------ EXTRACTED MATERIAL
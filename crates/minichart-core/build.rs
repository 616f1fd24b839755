// File: crates/minichart-core/build.rs
// Summary: Links the extra Windows system libraries Skia's font backend needs.

fn main() {
    #[cfg(target_os = "windows")]
    {
        // RegOpenKeyExW, RegQueryInfoKeyW, ...
        println!("cargo:rustc-link-lib=advapi32");
    }
}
------------
- [WHAT THE TASK REQUIRES]
All records shown above are to be repeated exactly.

- [ANSWER SPACE]
filename crates/minichart-core/build.rs
repository 616f1fd24b839755
// File: crates/minichart-core/build.rs
// Summary: Links the extra Windows system libraries Skia's font backend needs.

fn main() {
    #[cfg(target_os = "windows")]
    {
        // RegOpenKeyExW, RegQueryInfoKeyW, ...
        println!("cargo:rustc-link-lib=advapi32");
    }
}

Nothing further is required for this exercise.